The same way hunger can inspire a picky eater, boredom can lead to meaningful activity.
I worked in a Montessori School for a while in which the director’s mantra was: “Create a learning environment – then get out of the way!”
Our day-to-day schedule was based on the devout Catholic educator Dr. Maria Montessori’s teaching methods, which she cultivated (in a teensy-tiny nutshell) because she recognized the inherent genius in every child, but also because she was one lady in charge of a whole lot of students (often 50 or 60 at a time).
Montessori — a daily communicant who included prayer in the school day — honed her craft at the turn of the 20th century in Italy by creating a kid-friendly classroom full of colorful blocks, counting beads, and rotating stations in which the students learned from her, but also – most importantly – from one another. Montessori’s research led her to work with children from a wide variety of cognitive abilities and socioeconomic backgrounds. Her ground-breaking methods (still practiced in schools bearing her name all over the world today) champion the “intrinsic intelligence present in all children.”
It was in this loving, intellectually rich environment that I first discovered the importance of totallyignoring children. Sure, make sure they’re fed and safe, but then drop a pile of colored pencils and blank paper on the kitchen table and walk away. Or unload a fresh mountain of garage sale books in a strange spot on the floor – like the entry way or all over the couch – then hide. And don’t forget a cup of coffee and your own novel.
Let me be clear, I’m not talking about neglecting your children. Just backing off from the one-parent clown act that wasn’t part of the deal anyway. Let your kids be bored. It’s amazing what a little healthy boredom will lead to. The same way true hunger often motivates even the pickiest eater to finally grab a carrot, boredom may lead your kid taking a walk in the backyard. He may have to meander a while (so don’t interrupt). He’ll find a giant rock and jump off it a few times. Then tip it over. And a whole world of pink, squiggly worms will be waiting just for him, ready to fuel his wonder. But not if you squelch his journey ahead of time with a scrambled together play date, or a TV show, or another craft.
Seriously, eject out of your helicopter already. Also, you deserve that cup of coffee.
“The greatest sign of success for a teacher [or a parent] is to be able to say, ‘The children are now working as if I didn’t exist.’”
That’s one of my favorite Maria Montessori quotes, and I don’t know about you but after 1,000 days of quarantine, I’m totally out of ideas. I eliminated most of the screens in the house (none are in the living room) because too much screen time was becoming depressing. Also, I’ve noticed it leaves my kids drained and cranky when they get too much of it. Also, I’ve refreshed our “learning environment” main spaces with new comic books and used science magazines, musical instruments and carving tools (for my teens); building blocks, Legos and Play Doh for my tiny people.

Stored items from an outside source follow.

pub mod app_context;
pub mod config;
pub mod history;
pub mod logging;
pub mod protocols;
pub mod reasoning_filter;
pub mod server;
pub mod upstream;
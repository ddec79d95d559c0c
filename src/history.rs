// Bounded in-memory conversation log. One logical conversation per process,
// owned by the app context and mutated only under its lock.

use crate::protocols::ChatMessage;

/// Conversation history with a bounded number of retained turns.
///
/// A turn is one user/assistant exchange, so at most `2 * max_turns`
/// messages are kept; older messages are dropped oldest-first.
#[derive(Debug, Clone)]
pub struct ConversationHistory {
    entries: Vec<ChatMessage>,
    max_turns: usize,
}

impl ConversationHistory {
    pub fn new(max_turns: usize) -> Self {
        Self {
            entries: Vec::new(),
            max_turns,
        }
    }

    pub fn push_user(&mut self, content: impl Into<String>) {
        self.push(ChatMessage::user(content));
    }

    pub fn push_assistant(&mut self, content: impl Into<String>) {
        self.push(ChatMessage::assistant(content));
    }

    fn push(&mut self, message: ChatMessage) {
        self.entries.push(message);
        let cap = self.max_turns * 2;
        if self.entries.len() > cap {
            let excess = self.entries.len() - cap;
            self.entries.drain(..excess);
        }
    }

    /// The trailing `n` messages, used as the model context window.
    pub fn recent(&self, n: usize) -> &[ChatMessage] {
        let start = self.entries.len().saturating_sub(n);
        &self.entries[start..]
    }

    pub fn snapshot(&self) -> Vec<ChatMessage> {
        self.entries.clone()
    }

    pub fn clear(&mut self) {
        self.entries.clear();
    }

    pub fn len(&self) -> usize {
        self.entries.len()
    }

    pub fn is_empty(&self) -> bool {
        self.entries.is_empty()
    }
}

Just about every morning someone says, “What are we doing today?” To which I reply with a smile: “You tell me.” This is their cue to get creative, to “figure it out” (my own favorite mantra). I then sit back, typing away on my teen novel (which, interestingly, has inspired a few of them to do the same). Sure, sometimes they try to interrupt me, but I haven’t noticed in a while — I’m learning not to hover.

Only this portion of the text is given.